YOUR TASK.
From the entries that follow, copy each line in which "offsets" appears.

--------

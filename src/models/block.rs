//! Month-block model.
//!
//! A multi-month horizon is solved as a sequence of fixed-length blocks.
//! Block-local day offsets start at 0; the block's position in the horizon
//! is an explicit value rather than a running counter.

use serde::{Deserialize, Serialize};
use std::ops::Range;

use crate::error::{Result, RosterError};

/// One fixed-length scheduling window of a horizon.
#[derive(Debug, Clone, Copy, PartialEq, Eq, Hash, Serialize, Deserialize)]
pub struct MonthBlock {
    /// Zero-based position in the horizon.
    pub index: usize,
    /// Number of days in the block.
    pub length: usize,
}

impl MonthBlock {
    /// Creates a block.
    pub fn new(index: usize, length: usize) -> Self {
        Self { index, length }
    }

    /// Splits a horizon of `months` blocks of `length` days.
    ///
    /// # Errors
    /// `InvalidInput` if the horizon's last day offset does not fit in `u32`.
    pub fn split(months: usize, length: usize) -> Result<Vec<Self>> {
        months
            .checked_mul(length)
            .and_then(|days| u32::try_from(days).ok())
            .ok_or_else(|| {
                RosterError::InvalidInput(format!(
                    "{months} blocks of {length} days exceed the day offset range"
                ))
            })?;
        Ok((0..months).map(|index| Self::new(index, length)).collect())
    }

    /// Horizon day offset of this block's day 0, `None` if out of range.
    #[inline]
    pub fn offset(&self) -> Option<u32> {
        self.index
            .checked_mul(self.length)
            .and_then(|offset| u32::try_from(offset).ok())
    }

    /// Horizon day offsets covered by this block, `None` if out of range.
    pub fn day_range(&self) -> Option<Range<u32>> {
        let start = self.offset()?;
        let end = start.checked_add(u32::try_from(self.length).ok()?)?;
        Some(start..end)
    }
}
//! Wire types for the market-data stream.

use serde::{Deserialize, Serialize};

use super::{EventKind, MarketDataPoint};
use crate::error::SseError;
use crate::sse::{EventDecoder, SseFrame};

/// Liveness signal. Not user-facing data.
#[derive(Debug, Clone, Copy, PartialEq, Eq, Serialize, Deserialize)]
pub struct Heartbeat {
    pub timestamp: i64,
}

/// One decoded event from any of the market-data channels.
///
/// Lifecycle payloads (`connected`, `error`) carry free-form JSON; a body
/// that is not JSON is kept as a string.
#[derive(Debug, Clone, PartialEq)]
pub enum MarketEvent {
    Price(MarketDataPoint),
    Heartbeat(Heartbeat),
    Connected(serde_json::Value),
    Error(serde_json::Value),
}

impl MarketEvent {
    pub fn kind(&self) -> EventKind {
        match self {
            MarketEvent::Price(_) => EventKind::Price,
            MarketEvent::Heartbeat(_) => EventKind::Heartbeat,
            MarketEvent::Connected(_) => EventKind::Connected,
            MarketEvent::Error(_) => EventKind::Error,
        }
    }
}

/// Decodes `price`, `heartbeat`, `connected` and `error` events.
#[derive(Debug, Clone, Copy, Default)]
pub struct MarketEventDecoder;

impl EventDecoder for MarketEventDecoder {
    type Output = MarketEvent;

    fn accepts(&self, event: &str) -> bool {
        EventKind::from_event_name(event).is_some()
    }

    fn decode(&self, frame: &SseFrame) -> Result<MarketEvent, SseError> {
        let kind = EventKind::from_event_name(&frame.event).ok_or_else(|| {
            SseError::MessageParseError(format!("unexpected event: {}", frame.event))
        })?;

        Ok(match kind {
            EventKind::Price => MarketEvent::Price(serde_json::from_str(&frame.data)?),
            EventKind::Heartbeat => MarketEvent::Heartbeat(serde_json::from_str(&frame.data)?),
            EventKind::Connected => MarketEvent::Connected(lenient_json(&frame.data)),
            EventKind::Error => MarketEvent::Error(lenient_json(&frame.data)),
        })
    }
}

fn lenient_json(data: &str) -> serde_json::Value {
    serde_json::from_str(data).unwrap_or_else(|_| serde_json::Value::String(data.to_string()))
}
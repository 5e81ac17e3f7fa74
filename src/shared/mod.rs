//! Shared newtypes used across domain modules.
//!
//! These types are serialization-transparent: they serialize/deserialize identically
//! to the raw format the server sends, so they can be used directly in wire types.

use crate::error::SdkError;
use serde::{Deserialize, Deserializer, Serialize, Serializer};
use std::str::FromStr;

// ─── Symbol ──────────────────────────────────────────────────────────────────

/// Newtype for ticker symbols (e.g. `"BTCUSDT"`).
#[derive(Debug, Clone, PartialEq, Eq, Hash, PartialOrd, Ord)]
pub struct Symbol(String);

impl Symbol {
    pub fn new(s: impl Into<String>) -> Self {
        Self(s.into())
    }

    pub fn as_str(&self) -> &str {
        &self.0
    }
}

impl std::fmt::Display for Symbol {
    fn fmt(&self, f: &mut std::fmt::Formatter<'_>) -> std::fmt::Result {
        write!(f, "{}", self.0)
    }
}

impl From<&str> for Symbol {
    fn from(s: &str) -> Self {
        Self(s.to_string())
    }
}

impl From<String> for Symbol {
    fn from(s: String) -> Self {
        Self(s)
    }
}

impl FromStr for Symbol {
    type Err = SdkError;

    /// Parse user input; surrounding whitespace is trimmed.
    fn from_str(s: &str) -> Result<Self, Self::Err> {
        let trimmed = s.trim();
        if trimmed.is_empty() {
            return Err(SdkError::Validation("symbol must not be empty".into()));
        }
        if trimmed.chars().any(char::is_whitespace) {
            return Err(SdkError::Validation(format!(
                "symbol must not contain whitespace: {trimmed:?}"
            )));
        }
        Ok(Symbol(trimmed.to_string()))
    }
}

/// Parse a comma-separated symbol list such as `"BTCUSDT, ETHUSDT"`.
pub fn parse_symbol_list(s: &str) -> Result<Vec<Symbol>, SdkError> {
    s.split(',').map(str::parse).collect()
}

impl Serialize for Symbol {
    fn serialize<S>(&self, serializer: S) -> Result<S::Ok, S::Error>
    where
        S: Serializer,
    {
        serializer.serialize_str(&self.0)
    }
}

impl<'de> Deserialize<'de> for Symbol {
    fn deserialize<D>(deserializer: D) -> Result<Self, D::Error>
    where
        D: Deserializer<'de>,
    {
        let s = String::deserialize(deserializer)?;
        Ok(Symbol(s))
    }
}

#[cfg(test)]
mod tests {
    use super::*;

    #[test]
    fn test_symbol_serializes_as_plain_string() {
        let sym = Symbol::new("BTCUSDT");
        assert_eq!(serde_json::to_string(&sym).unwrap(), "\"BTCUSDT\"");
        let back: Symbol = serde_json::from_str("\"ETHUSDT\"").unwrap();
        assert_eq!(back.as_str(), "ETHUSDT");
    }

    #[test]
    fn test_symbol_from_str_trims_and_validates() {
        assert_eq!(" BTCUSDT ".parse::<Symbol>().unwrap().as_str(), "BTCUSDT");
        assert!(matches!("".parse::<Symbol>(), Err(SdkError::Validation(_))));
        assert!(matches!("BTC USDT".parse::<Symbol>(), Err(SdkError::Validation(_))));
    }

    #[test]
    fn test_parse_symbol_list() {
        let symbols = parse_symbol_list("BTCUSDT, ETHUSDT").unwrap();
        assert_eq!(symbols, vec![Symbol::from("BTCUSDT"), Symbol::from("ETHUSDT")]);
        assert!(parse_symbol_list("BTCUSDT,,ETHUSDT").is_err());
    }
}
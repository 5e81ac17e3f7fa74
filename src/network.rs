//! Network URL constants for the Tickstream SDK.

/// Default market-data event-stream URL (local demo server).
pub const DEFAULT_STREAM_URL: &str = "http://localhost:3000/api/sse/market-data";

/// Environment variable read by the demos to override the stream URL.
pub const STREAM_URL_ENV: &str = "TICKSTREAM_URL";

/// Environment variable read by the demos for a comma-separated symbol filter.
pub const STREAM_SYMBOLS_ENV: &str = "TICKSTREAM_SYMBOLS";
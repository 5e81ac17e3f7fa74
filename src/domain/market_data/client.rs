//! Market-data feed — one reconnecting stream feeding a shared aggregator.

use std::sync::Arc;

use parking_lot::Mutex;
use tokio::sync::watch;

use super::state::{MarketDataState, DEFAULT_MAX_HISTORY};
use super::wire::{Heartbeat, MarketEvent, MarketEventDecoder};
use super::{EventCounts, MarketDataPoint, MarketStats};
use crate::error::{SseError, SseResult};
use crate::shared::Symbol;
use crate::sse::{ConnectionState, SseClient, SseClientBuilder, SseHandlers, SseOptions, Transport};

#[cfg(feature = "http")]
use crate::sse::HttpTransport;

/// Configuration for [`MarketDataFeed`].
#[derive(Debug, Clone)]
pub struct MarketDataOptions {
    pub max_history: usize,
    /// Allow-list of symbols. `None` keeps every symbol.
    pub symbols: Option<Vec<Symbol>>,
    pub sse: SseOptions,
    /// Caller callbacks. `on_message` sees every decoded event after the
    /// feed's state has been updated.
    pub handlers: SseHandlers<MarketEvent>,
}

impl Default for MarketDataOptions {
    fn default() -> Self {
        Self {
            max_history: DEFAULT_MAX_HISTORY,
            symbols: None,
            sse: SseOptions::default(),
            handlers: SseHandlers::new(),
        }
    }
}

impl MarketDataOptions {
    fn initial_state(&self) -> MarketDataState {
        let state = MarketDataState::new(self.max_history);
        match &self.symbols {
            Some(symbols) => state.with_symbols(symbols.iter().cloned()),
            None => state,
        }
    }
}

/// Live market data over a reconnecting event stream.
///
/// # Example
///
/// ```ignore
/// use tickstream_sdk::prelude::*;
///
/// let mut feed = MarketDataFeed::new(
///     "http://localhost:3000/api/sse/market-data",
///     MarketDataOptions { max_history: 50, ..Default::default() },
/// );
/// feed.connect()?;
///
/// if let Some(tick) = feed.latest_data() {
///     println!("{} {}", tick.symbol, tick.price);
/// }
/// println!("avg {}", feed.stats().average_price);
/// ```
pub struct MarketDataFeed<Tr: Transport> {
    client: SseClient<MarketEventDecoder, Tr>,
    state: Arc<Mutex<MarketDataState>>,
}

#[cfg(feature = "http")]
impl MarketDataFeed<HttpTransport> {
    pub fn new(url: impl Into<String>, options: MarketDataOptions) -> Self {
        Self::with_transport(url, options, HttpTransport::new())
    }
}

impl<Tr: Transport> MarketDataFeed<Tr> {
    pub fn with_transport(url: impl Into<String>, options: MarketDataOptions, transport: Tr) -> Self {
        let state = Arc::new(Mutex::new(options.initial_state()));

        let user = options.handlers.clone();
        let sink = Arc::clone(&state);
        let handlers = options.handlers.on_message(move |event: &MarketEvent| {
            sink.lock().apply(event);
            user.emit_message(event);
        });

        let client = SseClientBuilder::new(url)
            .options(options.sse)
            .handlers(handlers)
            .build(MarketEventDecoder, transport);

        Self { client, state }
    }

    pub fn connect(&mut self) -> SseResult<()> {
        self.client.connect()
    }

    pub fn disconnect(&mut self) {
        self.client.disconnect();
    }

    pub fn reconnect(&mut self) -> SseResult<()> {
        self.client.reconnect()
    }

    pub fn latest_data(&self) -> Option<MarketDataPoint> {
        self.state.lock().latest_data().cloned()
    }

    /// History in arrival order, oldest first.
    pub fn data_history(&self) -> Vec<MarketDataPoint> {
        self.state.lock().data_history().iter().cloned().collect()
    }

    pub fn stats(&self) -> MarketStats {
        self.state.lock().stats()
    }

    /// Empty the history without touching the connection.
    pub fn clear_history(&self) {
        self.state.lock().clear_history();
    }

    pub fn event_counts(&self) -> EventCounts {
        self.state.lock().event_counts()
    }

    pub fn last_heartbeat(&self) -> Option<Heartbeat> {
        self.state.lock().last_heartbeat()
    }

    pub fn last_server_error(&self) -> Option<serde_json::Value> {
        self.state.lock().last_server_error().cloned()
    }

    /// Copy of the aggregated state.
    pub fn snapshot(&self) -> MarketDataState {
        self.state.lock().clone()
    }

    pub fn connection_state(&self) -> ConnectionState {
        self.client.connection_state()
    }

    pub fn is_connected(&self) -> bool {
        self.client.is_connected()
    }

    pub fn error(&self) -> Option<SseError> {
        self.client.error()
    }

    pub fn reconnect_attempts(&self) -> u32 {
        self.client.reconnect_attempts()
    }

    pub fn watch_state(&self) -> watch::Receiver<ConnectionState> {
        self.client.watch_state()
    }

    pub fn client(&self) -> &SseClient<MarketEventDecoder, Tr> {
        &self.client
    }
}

--------

RESPONSE.
//! Block-local day offsets start at 0; the block's position in the horizon
    /// Horizon day offsets covered by this block, `None` if out of range.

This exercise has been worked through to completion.